Wright, from UHS, which made its last acquisition in January 2007, agrees. “I think there are a few of those out there — non-profits that peaked and want to get out while the going is still good.”
Figuring it out
Slipkovich recalls how lenders in the spring of 2007 offered to finance hospital acquisitions up to seven to eight times EBITDA — earnings before interest, taxes, depreciation, and amortization — of the target institution. By all accounts, the credit crunch has knocked down this ratio in many transactions to five to six times EBITDA. This range seems prudent to Slipkovich, who says he turned down highly leveraged deals in the past to play it safe. “If things get rough, you want to have some leeway,” he says. “Do the deal that's sustainable.”
Likewise, chains can no longer count on “covenant-lite” financing, loans that don't come with as many stipulations on issues like liquidity and debt. “The rating agencies have downgraded some of that debt,” says Slipkovich.

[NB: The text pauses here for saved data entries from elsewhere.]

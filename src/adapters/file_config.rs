//! JSON file config adapter.
//!
//! Same fields as [`SystemConfig`], flat; anything omitted takes its
//! default.

use std::fs;
use std::path::{Path, PathBuf};

use crate::app::ports::ConfigPort;
use crate::config::SystemConfig;
use crate::error::ConfigError;

#[derive(Debug, Clone)]
pub struct FileConfig {
    path: PathBuf,
}

impl FileConfig {
    pub fn new(path: impl Into<PathBuf>) -> Self {
        Self { path: path.into() }
    }

    pub fn path(&self) -> &Path {
        &self.path
    }
}

impl ConfigPort for FileConfig {
    fn load(&self) -> Result<SystemConfig, ConfigError> {
        let text = fs::read_to_string(&self.path)
            .map_err(|e| ConfigError::Io(format!("{}: {e}", self.path.display())))?;
        let c: SystemConfig =
            serde_json::from_str(&text).map_err(|e| ConfigError::Corrupted(e.to_string()))?;
        c.validate()?;
        Ok(c)
    }
}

Which kind of hospital chain has a competitive edge when it comes to raising money for acquisitions? Gundling says publicly traded companies have a slight leg up on private for-profits and non-profits since only they can issue public stock.
However, that approach carries risk, notes Steever. “A public offering could dilute the stock's value for existing shareholders,” he says.
Everybody's ability to finance acquisitions will weaken if interest rates continue to trend up. “Capital will cost more, and buyers would be under pressure to lower their prices,” says Hawkins. “Sellers may balk.”
But will they balk? Higher interests rates hurt stand-alone hospitals more than anybody else, says Slipkovich. Unable to raise money for new equipment or a new tower, the argument goes, “they'll call companies like Capella Healthcare.”
And if a hospital chain is convinced that the deal makes sense, it will defy upward ticks in the interest rate.
“We'd certainly factor that in,” says Wright at UHS. “However, we've been a selective acquirer in good times and bad, and if the right opportunity surfaces, we'll figure out how to do it.”